Wright and the other victim, who has not been identified, were the 26th and 27th people shot this year in Dover, surpassing the total number of shooting victims in Delaware's capital city in all of 2019, according to Delaware Online/The News Journal's shooting database.

The uptick is being seen in other cities as well. Wilmington also has more shooting victims so far this year than in the last several years. And across the state, there have been more shootings so far this year — 234 — than all of 2019 (186) and 2018 (146).

THE UPTICK, EXPLAINED:Add gun violence spike to growing list of issues plaguing Delawareans during pandemic

The effects of the pandemic, more guns on the street and social unrest over the summer are among the explanations given by officials and experts as reasons for the statewide surge in shootings.

Dover mayor 'saddened' and 'outraged' at double shooting

Like the students and others who gathered to pray for Wright, Christiansen lamented the loss of life.

“I’m saddened, and I’m outraged that another young person has lost their life in what seems to be [becoming] accepted by our society. It’s tragic, unconscionable and it’s totally unacceptable," he said. "There was so much potential in that young life that was lost. It’s a damn shame."

He said he is already working with City Manager Donna Mitchell on a plan to lock city parks at night and put them under surveillance.

"Once again, it's going to be an expenditure to the law-abiding citizens in Dover, but it's a necessary [one]," he said.

As for attempting to curb large-scale gatherings, which can quickly attract big crowds thanks to social media, Christiansen intends to talk to the leaders of the five universities and colleges that call Dover home to see what they can do to "come up with a game plan."

While he acknowledged the university cannot control the actions of students when they are off campus, a message of personal responsibility must be preached.

"These are adults who need to take some adult responsibility. Not only are they putting themselves at risk, but they’re putting others who are in the community at risk," he said. "[University officials] can certainly work with us to try and change the situation a little bit."

College parties during a pandemic

In the social media videos showing the party, some partygoers were wearing masks, but many did not.

Gov. John Carney's office did not have a comment on the illegal gathering when contacted Monday, referring media inquires to investigators. Carney's most recent modification to the state emergency order allows outdoor gatherings of up to 250 people.

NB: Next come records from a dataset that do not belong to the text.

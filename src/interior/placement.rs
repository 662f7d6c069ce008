//! Footprint placement on a room grid
//!
//! Everything that puts furniture into a room ends up in [`try_place_on_grid`].

use serde::{Deserialize, Serialize};

use super::room_grid::RoomGrid;
use crate::config::{FurnitureArchetype, LocationKind};
use crate::world::{cell_to_world_min, Rect, Rotation, Vec3};

/// A possible anchor for a footprint, in room-local cells
#[derive(Debug, Clone, Copy, PartialEq, Eq)]
pub struct PlacementCandidate {
    /// Minimum corner of the rotated footprint
    pub anchor: (i32, i32),
    pub rotation: Rotation,
    pub location: LocationKind,
}

/// Where and how the host should spawn a placed item
#[derive(Debug, Clone, Copy, PartialEq, Serialize, Deserialize)]
pub struct SpawnTransform {
    pub position: Vec3,
    pub rotation: Rotation,
}

/// A footprint that made it onto the grid
#[derive(Debug, Clone, Copy, PartialEq)]
pub struct PlacedFootprint {
    pub candidate: PlacementCandidate,
    /// Size after rotation
    pub size: (i32, i32),
    pub transform: SpawnTransform,
}

/// Ties a room grid to the dungeon grid and world space
#[derive(Debug, Clone, Copy, PartialEq)]
pub struct RoomFrame {
    /// Dungeon cell of local `(0, 0)`
    pub origin: (i32, i32),
    pub cell_size: f32,
}

impl RoomFrame {
    pub fn new(origin: (i32, i32), cell_size: f32) -> Self {
        Self { origin, cell_size }
    }

    /// Dungeon-grid cells covered by a rotated footprint
    pub fn covered_cells(&self, anchor: (i32, i32), size: (i32, i32)) -> Rect {
        Rect::new(
            self.origin.0 + anchor.0,
            self.origin.1 + anchor.1,
            size.0,
            size.1,
        )
    }

    /// World transform of a footprint: its center plus the rotated pivot offset
    pub fn transform(
        &self,
        archetype: &FurnitureArchetype,
        anchor: (i32, i32),
        rotation: Rotation,
    ) -> SpawnTransform {
        let s = self.cell_size;
        let (width, height) = rotation.rotated_size(archetype.footprint.size);
        let min = cell_to_world_min(self.origin.0 + anchor.0, self.origin.1 + anchor.1, s);
        let center = min + Vec3::new(width as f32 * s / 2.0, 0.0, height as f32 * s / 2.0);

        SpawnTransform {
            position: center + rotation.rotate(archetype.pivot_offset * s),
            rotation,
        }
    }

    /// Unrotated half extents of a footprint, one cell tall
    pub fn half_extents(&self, archetype: &FurnitureArchetype) -> Vec3 {
        let (width, height) = archetype.footprint.size;
        Vec3::new(width as f32, 1.0, height as f32) * (self.cell_size / 2.0)
    }
}

/// Host veto on a world-space box, given as center, half extents and rotation
pub type OccupiedProbe<'a> = &'a dyn Fn(Vec3, Vec3, Rotation) -> bool;

/// Guards applied on top of the plain grid check
#[derive(Clone, Copy)]
pub struct PlacementContext<'a> {
    pub frame: RoomFrame,
    /// Reject placements that split the room's free cells
    pub keep_traversable: bool,
    pub occupied_probe: Option<OccupiedProbe<'a>>,
}

impl<'a> PlacementContext<'a> {
    pub fn new(frame: RoomFrame) -> Self {
        Self {
            frame,
            keep_traversable: false,
            occupied_probe: None,
        }
    }

    pub fn keep_traversable(mut self, keep: bool) -> Self {
        self.keep_traversable = keep;
        self
    }

    pub fn with_probe(mut self, probe: Option<OccupiedProbe<'a>>) -> Self {
        self.occupied_probe = probe;
        self
    }
}

/// Occupy the footprint at `anchor` if every covered cell is free
///
/// Width and height trade places at 90 and 270 degrees. Returns `None`, leaving
/// the grid untouched, when any cell is out of range, occupied or reserved.
pub fn try_place_on_grid(
    room: &mut RoomGrid,
    archetype: &FurnitureArchetype,
    frame: &RoomFrame,
    anchor: (i32, i32),
    rotation: Rotation,
) -> Option<SpawnTransform> {
    let (width, height) = rotation.rotated_size(archetype.footprint.size);
    if !room.can_place(anchor.0, anchor.1, width, height) {
        return None;
    }

    room.occupy_block(anchor.0, anchor.1, width, height);
    Some(frame.transform(archetype, anchor, rotation))
}

/// Try a candidate with every guard of the context applied
pub fn try_candidate(
    room: &mut RoomGrid,
    archetype: &FurnitureArchetype,
    ctx: &PlacementContext<'_>,
    candidate: PlacementCandidate,
) -> Option<PlacedFootprint> {
    let (x, z) = candidate.anchor;
    let (width, height) = candidate.rotation.rotated_size(archetype.footprint.size);

    if !room.can_place(x, z, width, height) {
        return None;
    }
    if ctx.keep_traversable && !room.stays_connected_without(x, z, width, height) {
        return None;
    }
    if let Some(probe) = ctx.occupied_probe {
        let transform = ctx.frame.transform(archetype, candidate.anchor, candidate.rotation);
        if probe(transform.position, ctx.frame.half_extents(archetype), candidate.rotation) {
            return None;
        }
    }

    try_place_on_grid(room, archetype, &ctx.frame, candidate.anchor, candidate.rotation).map(
        |transform| PlacedFootprint {
            candidate,
            size: (width, height),
            transform,
        },
    )
}

#[cfg(test)]
mod tests {
    use super::*;

    fn bed() -> FurnitureArchetype {
        FurnitureArchetype::new("bed", (2, 3), &[LocationKind::Corner])
    }

    #[test]
    fn test_place_occupies_rotated_footprint() {
        let mut room = RoomGrid::new(6, 6);
        let frame = RoomFrame::new((0, 0), 1.0);

        assert!(try_place_on_grid(&mut room, &bed(), &frame, (0, 0), Rotation::Deg90).is_some());
        assert_eq!(room.free_cell_count(), 30);
        // Rotated 3 wide, 2 deep
        assert!(room.is_occupied(2, 1));
        assert!(!room.is_occupied(0, 2));
    }

    #[test]
    fn test_never_double_occupies() {
        let mut room = RoomGrid::new(6, 6);
        let frame = RoomFrame::new((0, 0), 1.0);

        assert!(try_place_on_grid(&mut room, &bed(), &frame, (1, 1), Rotation::Deg0).is_some());
        let before = room.clone();
        assert!(try_place_on_grid(&mut room, &bed(), &frame, (2, 2), Rotation::Deg0).is_none());
        assert!(try_place_on_grid(&mut room, &bed(), &frame, (5, 5), Rotation::Deg0).is_none());
        assert_eq!(room, before);
        assert_eq!(room.free_cell_count(), 30);
    }

    #[test]
    fn test_transform_is_footprint_center() {
        let mut room = RoomGrid::new(8, 8);
        let frame = RoomFrame::new((10, 20), 4.0);

        let t = try_place_on_grid(&mut room, &bed(), &frame, (1, 2), Rotation::Deg0).unwrap();
        // Cells 11..13 x 22..25, 4 units each
        assert_eq!(t.position, Vec3::new(48.0, 0.0, 94.0));
        assert_eq!(t.rotation, Rotation::Deg0);

        let t = try_place_on_grid(&mut room, &bed(), &frame, (4, 0), Rotation::Deg90).unwrap();
        // Rotated: 3 wide, 2 deep
        assert_eq!(t.position, Vec3::new(62.0, 0.0, 84.0));
    }

    #[test]
    fn test_pivot_offset_follows_rotation() {
        let crate_box = FurnitureArchetype::new("small_box", (2, 2), &[LocationKind::Wall])
            .with_pivot(Vec3::new(0.0, 0.0, -0.25));
        let frame = RoomFrame::new((0, 0), 4.0);

        let t = frame.transform(&crate_box, (0, 0), Rotation::Deg0);
        assert_eq!(t.position, Vec3::new(4.0, 0.0, 3.0));
        let t = frame.transform(&crate_box, (0, 0), Rotation::Deg90);
        assert_eq!(t.position, Vec3::new(3.0, 0.0, 4.0));
    }

    #[test]
    fn test_context_guards() {
        let bar = FurnitureArchetype::new("bar", (1, 3), &[LocationKind::Center]);
        let frame = RoomFrame::new((0, 0), 1.0);
        let splitting = PlacementCandidate {
            anchor: (2, 0),
            rotation: Rotation::Deg0,
            location: LocationKind::Center,
        };

        let mut room = RoomGrid::new(5, 3);
        let strict = PlacementContext::new(frame).keep_traversable(true);
        assert!(try_candidate(&mut room, &bar, &strict, splitting).is_none());
        assert_eq!(room.free_cell_count(), 15);

        let loose = PlacementContext::new(frame);
        assert!(try_candidate(&mut room, &bar, &loose, splitting).is_some());

        let mut room = RoomGrid::new(5, 3);
        let always_taken: OccupiedProbe<'_> = &|_, _, _| true;
        let probed = PlacementContext::new(frame).with_probe(Some(always_taken));
        assert!(try_candidate(&mut room, &bar, &probed, splitting).is_none());
    }
}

Delaware State University spokesman Carlos Holmes said the "university community is profoundly saddened and troubled by tragic death of Devin Wright and the event surrounding his death."

He did not release any additional information about Wright.

Holmes would not comment about the gathering size amid the pandemic. It's not clear whether Delaware State University could sanction attendees for violating Carney's order.

That's what the University of Delaware threatened in late August after several students hosted a 75-person party at an off-campus home in Newark 

The three hosts of that party were cited by Newark police for violating the city's ordinance restricting indoor gatherings to 12 people and outdoor gatherings to 20.

UD, which officially supports Newark's private gatherings ordinance, is now  referring students who are cited for breaking the order to the Office of Student Conduct. The penalties include suspension or expulsion.